Segment Open
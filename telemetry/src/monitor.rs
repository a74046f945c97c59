//! Monitoring controller
//!
//! [`Monitor`] owns every piece of mutable state: the device registry, the
//! activity and audit logs, the alert throttle and the connection status.
//! Snapshots are processed one at a time, start to finish, so nothing here
//! needs locking.

use crate::activity::{ActivityEvent, ActivityLog, ACTIVITY_FEED_LEN};
use crate::alert::{AlertDispatcher, DEFAULT_MIN_INTERVAL};
use crate::audit::{AuditLogger, STORAGE_KEY};
use crate::device::{DeviceId, Normalizer};
use crate::presentation::{ConnectionState, ConnectionStatus, Presenter, Statistics};
use crate::reducer::{DeviceEvent, DeviceRegistry};
use crate::snapshot::RawSnapshot;
use crate::Result;
use chrono::{DateTime, Utc};
use serde_json::Value;
use std::future::Future;
use std::time::Duration;
use vigil_hal::{Coordinate, ListStore, SnapshotSource, SourceEvent, ToneSink};

pub const MSG_STARTUP: &str = "Dashboard initialized, connecting to data source...";
pub const MSG_REALTIME: &str = "Connected (real-time)";
pub const MSG_CONNECTED: &str = "Connected";
pub const MSG_POLLING: &str = "Real-time unavailable, polling";
pub const MSG_DEMO: &str = "Demo mode";

/// Nyamuswa Ranch, Chinhoyi
pub const DEFAULT_BASE: Coordinate = Coordinate::new(-17.351880, 30.206747);

/// Monitor configuration
#[derive(Debug, Clone)]
pub struct MonitorConfig {
    pub device_id: DeviceId,
    /// Last-resort position for devices that report none
    pub base: Coordinate,
    pub alert_interval: Duration,
    pub storage_key: String,
}

impl Default for MonitorConfig {
    fn default() -> Self {
        Self {
            device_id: DeviceId::new("RPI5-001"),
            base: DEFAULT_BASE,
            alert_interval: DEFAULT_MIN_INTERVAL,
            storage_key: STORAGE_KEY.to_string(),
        }
    }
}

pub struct Monitor {
    config: MonitorConfig,
    normalizer: Normalizer,
    registry: DeviceRegistry,
    activity: ActivityLog,
    audit: AuditLogger,
    alerts: AlertDispatcher,
    host_location: Option<Coordinate>,
    connection: ConnectionStatus,
    presenter: Box<dyn Presenter>,
}

impl Monitor {
    pub fn new(
        config: MonitorConfig,
        store: Box<dyn ListStore>,
        sink: Box<dyn ToneSink>,
        presenter: Box<dyn Presenter>,
    ) -> Self {
        let audit = AuditLogger::open(store, &config.storage_key);
        let alerts = AlertDispatcher::new(sink).with_min_interval(config.alert_interval);

        Self {
            normalizer: Normalizer::new(config.device_id.clone()),
            registry: DeviceRegistry::new(),
            activity: ActivityLog::default(),
            audit,
            alerts,
            host_location: None,
            connection: ConnectionStatus::disconnected("Not connected"),
            presenter,
            config,
        }
    }

    pub fn config(&self) -> &MonitorConfig {
        &self.config
    }

    pub fn registry(&self) -> &DeviceRegistry {
        &self.registry
    }

    pub fn activity(&self) -> &ActivityLog {
        &self.activity
    }

    pub fn audit(&self) -> &AuditLogger {
        &self.audit
    }

    pub fn alerts(&self) -> &AlertDispatcher {
        &self.alerts
    }

    pub fn connection(&self) -> &ConnectionStatus {
        &self.connection
    }

    pub fn statistics(&self) -> Statistics {
        Statistics::from_records(self.registry.records())
    }

    /// Fallback position for devices: the host location once known, else the base
    pub fn site(&self) -> Coordinate {
        self.host_location.unwrap_or(self.config.base)
    }

    /// Process a document read from the source
    pub fn process_value(&mut self, value: &Value, now: DateTime<Utc>) -> Result<Vec<DeviceEvent>> {
        let raw = RawSnapshot::from_value(value)?;
        Ok(self.process_snapshot(&raw, now))
    }

    /// Audit, normalize, reduce, dispatch and present one snapshot
    pub fn process_snapshot(&mut self, raw: &RawSnapshot, now: DateTime<Utc>) -> Vec<DeviceEvent> {
        self.audit.record(raw, now);
        self.presenter.on_log_count(self.audit.len());

        let id = self.normalizer.device_id().clone();
        let fallback = self.registry.fallback_for(&id, self.site());
        let record = self.normalizer.normalize(raw, fallback, now);
        tracing::debug!(
            device = %id,
            status = %record.status,
            position = %record.position,
            source = ?record.position_source,
            "Snapshot normalized"
        );

        let events = self.registry.apply(record, now);
        self.dispatch(&events, now);
        self.present(&id);
        events
    }

    fn dispatch(&mut self, events: &[DeviceEvent], now: DateTime<Utc>) {
        for event in events {
            match event {
                DeviceEvent::Activity(activity) => self.push_activity(activity.clone()),
                DeviceEvent::PoacherAlert { device_id } => {
                    let outcome = self.alerts.trigger(now);
                    tracing::debug!(device = %device_id, ?outcome, "Poacher alert dispatched");
                }
            }
        }
    }

    fn push_activity(&mut self, event: ActivityEvent) {
        self.presenter.on_activity(&event);
        self.activity.push(event);
    }

    fn present(&self, id: &DeviceId) {
        if let Some(record) = self.registry.get(id) {
            self.presenter.on_device_updated(record, &self.statistics());
        }
    }

    /// Log an entry on behalf of the monitor itself
    pub fn log_system(&mut self, message: &str, now: DateTime<Utc>) {
        self.push_activity(ActivityEvent::system(message, now));
    }

    pub fn recent_activity(&self) -> impl Iterator<Item = &ActivityEvent> {
        self.activity.recent(ACTIVITY_FEED_LEN)
    }

    pub fn clear_activity(&mut self) {
        self.activity.clear();
    }

    pub fn clear_audit(&mut self) -> Result<()> {
        self.audit.clear()?;
        self.presenter.on_log_count(0);
        Ok(())
    }

    /// Update the connection status, notifying the presenter on change only
    pub fn set_connection(&mut self, status: ConnectionStatus) {
        if status != self.connection {
            self.connection = status;
            self.presenter.on_connection(&self.connection);
        }
    }

    pub fn set_demo(&mut self) {
        self.set_connection(ConnectionStatus::new(ConnectionState::Demo, MSG_DEMO));
    }

    /// The source has no data at its path
    pub fn on_absent(&mut self, path: &str) {
        self.set_connection(ConnectionStatus::disconnected(format!("No data at {}", path)));
    }

    /// Record the host position and move devices placed purely by fallback
    pub fn set_host_location(&mut self, coordinate: Coordinate) {
        tracing::info!("Host location: {}", coordinate);
        self.host_location = Some(coordinate);

        for id in self.registry.relocate_fallback(coordinate) {
            tracing::debug!(device = %id, "Moved to host location");
            self.present(&id);
        }
    }

    /// Feed recorded documents through the pipeline with status `demo`
    pub fn replay<I>(&mut self, values: I) -> usize
    where
        I: IntoIterator<Item = Value>,
    {
        self.set_demo();
        let mut processed = 0;
        for value in values {
            match self.process_value(&value, Utc::now()) {
                Ok(_) => processed += 1,
                Err(e) => tracing::warn!("Skipping recorded snapshot: {}", e),
            }
        }
        processed
    }

    /// One poll of the source
    pub async fn poll_once(&mut self, source: &dyn SnapshotSource) {
        match source.fetch().await {
            Ok(Some(value)) => {
                self.set_connection(ConnectionStatus::new(ConnectionState::Connected, MSG_CONNECTED));
                if let Err(e) = self.process_value(&value, Utc::now()) {
                    tracing::warn!("Ignoring snapshot: {}", e);
                }
            }
            Ok(None) => self.on_absent(&source.describe()),
            Err(e) => {
                tracing::warn!("Fetch failed: {}", e);
                self.set_connection(ConnectionStatus::disconnected(format!("Fetch failed: {}", e)));
            }
        }
    }

    /// Follow `source` until `shutdown` resolves.
    ///
    /// Real-time delivery is preferred; if the subscription cannot be set up,
    /// or ends, the source is polled every `poll_interval` instead.
    pub async fn run<F>(&mut self, source: &dyn SnapshotSource, poll_interval: Duration, shutdown: F)
    where
        F: Future<Output = ()>,
    {
        tokio::pin!(shutdown);
        self.log_system(MSG_STARTUP, Utc::now());
        let path = source.describe();

        match source.subscribe().await {
            Ok(mut rx) => {
                self.set_connection(ConnectionStatus::new(ConnectionState::Connected, MSG_REALTIME));
                loop {
                    tokio::select! {
                        _ = &mut shutdown => return,
                        event = rx.recv() => match event {
                            Some(SourceEvent::Snapshot(Some(value))) => {
                                tracing::debug!("Real-time update received");
                                self.set_connection(ConnectionStatus::new(
                                    ConnectionState::Connected,
                                    MSG_REALTIME,
                                ));
                                if let Err(e) = self.process_value(&value, Utc::now()) {
                                    tracing::warn!("Ignoring snapshot: {}", e);
                                }
                            }
                            Some(SourceEvent::Snapshot(None)) => self.on_absent(&path),
                            Some(SourceEvent::Error(message)) => {
                                self.set_connection(ConnectionStatus::disconnected(format!(
                                    "Listener error: {}",
                                    message
                                )));
                            }
                            None => {
                                tracing::warn!("Real-time channel closed");
                                break;
                            }
                        },
                    }
                }
            }
            Err(e) => tracing::warn!("Real-time subscription failed: {}", e),
        }

        self.set_connection(ConnectionStatus::disconnected(MSG_POLLING));
        tracing::info!("Polling {} every {:?}", path, poll_interval);

        let mut ticker = tokio::time::interval(poll_interval);
        ticker.set_missed_tick_behavior(tokio::time::MissedTickBehavior::Delay);
        loop {
            tokio::select! {
                _ = &mut shutdown => return,
                _ = ticker.tick() => self.poll_once(source).await,
            }
        }
    }
}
Segment Closed
Work to be completed
Keep both end lines and retype everything in the records above from the line containing "or ends, the" through the line containing "event = rx.recv()", exactly, with nothing else.

Solution to this problem
    /// or ends, the source is polled every `poll_interval` instead.
    pub async fn run<F>(&mut self, source: &dyn SnapshotSource, poll_interval: Duration, shutdown: F)
    where
        F: Future<Output = ()>,
    {
        tokio::pin!(shutdown);
        self.log_system(MSG_STARTUP, Utc::now());
        let path = source.describe();

        match source.subscribe().await {
            Ok(mut rx) => {
                self.set_connection(ConnectionStatus::new(ConnectionState::Connected, MSG_REALTIME));
                loop {
                    tokio::select! {
                        _ = &mut shutdown => return,
                        event = rx.recv() => match event {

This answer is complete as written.